A quick spin around the garden….

My garden is smallish and nothing special at all –  but it is organic.  Always has been, for 20 odd years.

I don’t worry about snails and slugs. They can get on and do what they do. I don’t grow hostas any more because the slugs loved them just too much and turned them into lace, which while pretty, wasn’t the point.

I do worry about birds. I worry about the extraordinary and disappointing change in the bird landscape of the average garden.

I worry especially because the other morning, sitting in bed, I heard a loud and lovely song from outside the window.  I had no idea what it was.  Too hearty for a warbler, but more melodic than a blackbird. A complex song.  I rushed to get the binocs and there it was, sitting singing its heard out on the very top of a neighbour’s tree;  a mistle thrush.

I was ashamed of myself for not knowing it. But thinking about it, I reckoned it was about ten years since I’ve seen a pair of mistle thrushes in the garden.  Song thrushes occasionally, yes, but not mistle thrushes.

Yet when I was young, in the garden of the family home ten miles away, mistle thrushes, song thrushes, chaffinches, bullfinches, was seen most days. Thrushes were as common as blackbirds.  Bullfinches wiped out now, chaffinches surviving but not as numerous.  So what happened?  Garden chemicals.  Evil blue slug pellets, that’s what.   So a lot’s changed.  Happily the humble dunnock seems to thrive in the garden here, along with blue tits and great tits, house sparrows, and hedge sparrows, wood pigeons, starlings with occasional visits from goldcrests and goldfinches. Blackbirds are nesting in the holly bush in one corner and two fat wood pigeons have nested on some spindly wobbly branches that overlook the path to my favourite sitting/dining spot. Doh.
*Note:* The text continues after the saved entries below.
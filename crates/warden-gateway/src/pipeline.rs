//! The per-request authorization pipeline.
//!
//! ```text
//! request ──► login required? ──no──────────────────────────────► dispatch
//!                 │yes
//!                 ▼
//!             token valid? ──no──► 302 /.auth/login
//!                 │yes
//!                 ▼
//!             claims decode ──err──► 500
//!                 │
//!                 ▼
//!             stale token? ──yes──► recompute scopes and roles
//!                 │
//!                 ▼
//!             scope allows? ──no──► 403
//!                 │yes
//!                 ▼
//!             re-mint token, set cookie ─────────────────────────► dispatch
//! ```
//!
//! Dispatch finds the proxy route (404 if none) and forwards the request
//! (502 if the backend fails).

use std::fmt;
use std::net::SocketAddr;
use std::sync::Arc;
use std::time::Duration;

use bytes::Bytes;
use http::header::{HeaderValue, AUTHORIZATION, CONTENT_TYPE, LOCATION};
use http::{HeaderMap, Request, Response, StatusCode};
use url::Url;
use warden_session::{SessionClaims, TokenCodec};

use crate::cookie::CookieController;
use crate::reload::Snapshot;
use crate::request_url::request_url;
use crate::upstream::{filter_hop_by_hop, ForwardedHeaders, Upstream, UpstreamRequest};

/// Where the login page lives.
pub const LOGIN_PATH: &str = "/.auth/login";

const DEFAULT_TOKEN_TTL: Duration = Duration::from_secs(3600);

/// How a request left the pipeline.
#[derive(Debug, Clone, Copy, PartialEq, Eq)]
pub enum PipelineState {
    /// No login needed; forwarded without reading any token.
    PublicBypass,
    /// Missing or invalid token; sent to login.
    Unauthenticated,
    /// Valid token without a matching scope.
    Forbidden,
    /// Valid token with a matching scope; forwarded.
    Authorized,
    /// No proxy route for the URL.
    RouteNotFound,
    /// The backend could not be reached.
    BadGateway,
    /// The request URL could not be reconstructed.
    BadRequest,
    /// Claims could not be decoded or a token could not be minted.
    InternalError,
}

impl PipelineState {
    /// Short name for logs.
    pub fn as_str(&self) -> &'static str {
        match self {
            Self::PublicBypass => "public_bypass",
            Self::Unauthenticated => "unauthenticated",
            Self::Forbidden => "forbidden",
            Self::Authorized => "authorized",
            Self::RouteNotFound => "route_not_found",
            Self::BadGateway => "bad_gateway",
            Self::BadRequest => "bad_request",
            Self::InternalError => "internal_error",
        }
    }
}

impl fmt::Display for PipelineState {
    fn fmt(&self, f: &mut fmt::Formatter<'_>) -> fmt::Result {
        f.write_str(self.as_str())
    }
}

/// Connection facts the pipeline needs besides the request itself.
#[derive(Debug, Clone)]
pub struct RequestMeta {
    /// Correlation ID, also sent upstream as `X-Request-Id`.
    pub request_id: String,
    /// The connecting peer.
    pub peer: Option<SocketAddr>,
}

/// Response plus the state that produced it.
#[derive(Debug)]
pub struct PipelineOutcome {
    /// The response to send.
    pub response: Response<Bytes>,
    /// How the request was handled.
    pub state: PipelineState,
}

impl PipelineOutcome {
    fn new(response: Response<Bytes>, state: PipelineState) -> Self {
        Self { response, state }
    }
}

/// A plain-text response.
pub fn text_response(status: StatusCode, body: &'static str) -> Response<Bytes> {
    let mut response = Response::new(Bytes::from_static(body.as_bytes()));
    *response.status_mut() = status;
    response.headers_mut().insert(
        CONTENT_TYPE,
        HeaderValue::from_static("text/plain; charset=utf-8"),
    );
    response
}

/// The generic response for a status.
pub fn status_response(status: StatusCode) -> Response<Bytes> {
    let body = match status {
        StatusCode::BAD_REQUEST => "Bad Request",
        StatusCode::FORBIDDEN => "Forbidden",
        StatusCode::NOT_FOUND => "Not Found",
        StatusCode::BAD_GATEWAY => "Bad Gateway",
        _ => "Internal Server Error",
    };
    text_response(status, body)
}

/// A redirect with an empty body.
pub fn redirect_response(status: StatusCode, location: &str) -> Response<Bytes> {
    match HeaderValue::from_str(location) {
        Ok(value) => {
            let mut response = Response::new(Bytes::new());
            *response.status_mut() = status;
            response.headers_mut().insert(LOCATION, value);
            response
        }
        Err(e) => {
            tracing::error!(location = %location, error = %e, "Invalid redirect location");
            status_response(StatusCode::INTERNAL_SERVER_ERROR)
        }
    }
}

/// The token from `Authorization: Bearer`, else the session cookie.
pub fn session_token(headers: &HeaderMap, cookies: &dyn CookieController) -> Option<String> {
    headers
        .get(AUTHORIZATION)
        .and_then(|v| v.to_str().ok())
        .and_then(|v| {
            let (scheme, token) = v.trim().split_once(' ')?;
            scheme.eq_ignore_ascii_case("bearer").then(|| token.trim())
        })
        .filter(|t| !t.is_empty())
        .map(str::to_string)
        .or_else(|| cookies.session_token(headers))
}

/// Decides, per request, whether to forward, redirect to login or refuse.
pub struct AuthorizationPipeline {
    codec: TokenCodec,
    cookies: Arc<dyn CookieController>,
    upstream: Arc<dyn Upstream>,
    behind_tls: bool,
    default_ttl: Duration,
}

impl fmt::Debug for AuthorizationPipeline {
    fn fmt(&self, f: &mut fmt::Formatter<'_>) -> fmt::Result {
        f.debug_struct("AuthorizationPipeline")
            .field("behind_tls", &self.behind_tls)
            .field("default_ttl", &self.default_ttl)
            .finish_non_exhaustive()
    }
}

impl AuthorizationPipeline {
    /// Create a pipeline.
    pub fn new(
        codec: TokenCodec,
        cookies: Arc<dyn CookieController>,
        upstream: Arc<dyn Upstream>,
    ) -> Self {
        Self {
            codec,
            cookies,
            upstream,
            behind_tls: false,
            default_ttl: DEFAULT_TOKEN_TTL,
        }
    }

    /// Assume `https` when no `X-Forwarded-Proto` is sent.
    #[must_use]
    pub fn with_behind_tls(mut self, behind_tls: bool) -> Self {
        self.behind_tls = behind_tls;
        self
    }

    /// Token lifetime for origins that set none.
    #[must_use]
    pub fn with_default_ttl(mut self, ttl: Duration) -> Self {
        self.default_ttl = ttl;
        self
    }

    /// The token codec.
    pub fn codec(&self) -> &TokenCodec {
        &self.codec
    }

    /// The cookie policy.
    pub fn cookies(&self) -> &dyn CookieController {
        self.cookies.as_ref()
    }

    /// Whether the listener sits behind TLS termination.
    pub fn behind_tls(&self) -> bool {
        self.behind_tls
    }

    /// Token lifetime for the origin of `url`.
    pub fn token_ttl(&self, snapshot: &Snapshot, url: &Url) -> Duration {
        snapshot
            .policy()
            .origin_config(url)
            .and_then(|config| config.jwt_expiry_in)
            .unwrap_or(self.default_ttl)
    }

    /// Run one request through the pipeline.
    pub async fn handle(
        &self,
        snapshot: &Snapshot,
        request: Request<Bytes>,
        meta: &RequestMeta,
    ) -> PipelineOutcome {
        let url = match request_url(request.uri(), request.headers(), self.behind_tls) {
            Ok(url) => url,
            Err(e) => {
                tracing::info!(error = %e, "Cannot reconstruct request URL");
                return PipelineOutcome::new(
                    status_response(StatusCode::BAD_REQUEST),
                    PipelineState::BadRequest,
                );
            }
        };
        let method = request.method().as_str().to_string();
        let policy = snapshot.policy();

        if !policy.login_required(&url, &method) {
            return self
                .dispatch(snapshot, request, &url, meta, PipelineState::PublicBypass)
                .await;
        }

        let Some(token) = session_token(request.headers(), self.cookies.as_ref()) else {
            tracing::debug!(url = %url, "No session token");
            return self.unauthenticated(&url);
        };

        let verified = match self.codec.verify(&token) {
            Ok(verified) => verified,
            Err(e) if e.is_expired() => {
                tracing::info!(url = %url, "Session token expired");
                return self.unauthenticated(&url);
            }
            Err(e) => {
                tracing::error!(url = %url, error = %e, "Session token rejected");
                return self.unauthenticated(&url);
            }
        };

        let mut claims: SessionClaims = match verified.claims() {
            Ok(claims) => claims,
            Err(e) => {
                tracing::error!(url = %url, error = %e, "Failed to decode session claims");
                return PipelineOutcome::new(
                    status_response(StatusCode::INTERNAL_SERVER_ERROR),
                    PipelineState::InternalError,
                );
            }
        };

        if verified.issued_before(policy.loaded_at()) {
            tracing::debug!(
                email = %claims.email,
                issued_at = %verified.issued_at(),
                loaded_at = %policy.loaded_at(),
                "Token predates policy, recomputing scopes"
            );
            claims.allowed_scopes = policy.allowed_scopes(&url, &claims.email);
            claims.roles = policy.roles(&url, &claims.email);
        }

        if !claims.allowed_scopes.matches(url.path(), &method) {
            tracing::info!(email = %claims.email, url = %url, method = %method, "Access denied");
            return PipelineOutcome::new(
                status_response(StatusCode::FORBIDDEN),
                PipelineState::Forbidden,
            );
        }

        let ttl = self.token_ttl(snapshot, &url);
        let refreshed = match self.codec.mint(&claims, ttl) {
            Ok(token) => token,
            Err(e) => {
                tracing::error!(email = %claims.email, error = %e, "Failed to mint session token");
                return PipelineOutcome::new(
                    status_response(StatusCode::INTERNAL_SERVER_ERROR),
                    PipelineState::InternalError,
                );
            }
        };

        let mut outcome = self
            .dispatch(snapshot, request, &url, meta, PipelineState::Authorized)
            .await;
        self.cookies
            .set_session(&refreshed, ttl)
            .append_to(outcome.response.headers_mut());
        outcome
    }

    fn unauthenticated(&self, url: &Url) -> PipelineOutcome {
        let location = format!(
            "{LOGIN_PATH}?redirect_url={}",
            urlencoding::encode(url.as_str())
        );
        let mut response = redirect_response(StatusCode::FOUND, &location);
        if let Some(cookie) = self.cookies.set_redirect_after_login(url) {
            cookie.append_to(response.headers_mut());
        }
        PipelineOutcome::new(response, PipelineState::Unauthenticated)
    }

    async fn dispatch(
        &self,
        snapshot: &Snapshot,
        request: Request<Bytes>,
        url: &Url,
        meta: &RequestMeta,
        state: PipelineState,
    ) -> PipelineOutcome {
        let Some(target) = snapshot.router().match_route(url.as_str()) else {
            tracing::info!(url = %url, "No proxy route");
            return PipelineOutcome::new(
                status_response(StatusCode::NOT_FOUND),
                PipelineState::RouteNotFound,
            );
        };

        let (parts, body) = request.into_parts();
        let mut headers = filter_hop_by_hop(&parts.headers);
        ForwardedHeaders::new(meta.request_id.as_str(), url, meta.peer.map(|p| p.ip()))
            .add_to_headers(&mut headers);
        target.apply_headers(&mut headers);

        let upstream_url = target.upstream_uri(url);
        tracing::debug!(upstream = %upstream_url, "Forwarding request");

        let forwarded = UpstreamRequest {
            method: parts.method,
            url: upstream_url.clone(),
            headers,
            body,
        };
        match self.upstream.forward(forwarded).await {
            Ok(upstream) => {
                let mut response = Response::new(upstream.body);
                *response.status_mut() = upstream.status;
                *response.headers_mut() = upstream.headers;
                PipelineOutcome::new(response, state)
            }
            Err(e) => {
                tracing::error!(upstream = %upstream_url, error = %e, "Upstream request failed");
                PipelineOutcome::new(
                    status_response(StatusCode::BAD_GATEWAY),
                    PipelineState::BadGateway,
                )
            }
        }
    }
}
The bird table attracts bigger birds too.  A sparrowhawk called in once and we saw it plucking its freshly killed blue-tit prey while sitting on our back fence.  Red in tooth and claw.  Fair enough.  The whole garden is a bird table, come to that.  Plenty of times herons have plundered the pond. Quite something to see the speed of attack and how quickly they’re back into the air.

Anyway, that’s enough fauna – apart from the frogs, of course, the handsome frogs dappled black and yellow and green from their hiding place under a big patch of variegated ivy – so on to the flora.

There’s some fruit;  a spartan apple tree on a medium kind of stock, so it’s compact and controllable and a Victoria plum which is a bit neglected, in the corner but keeps on trying.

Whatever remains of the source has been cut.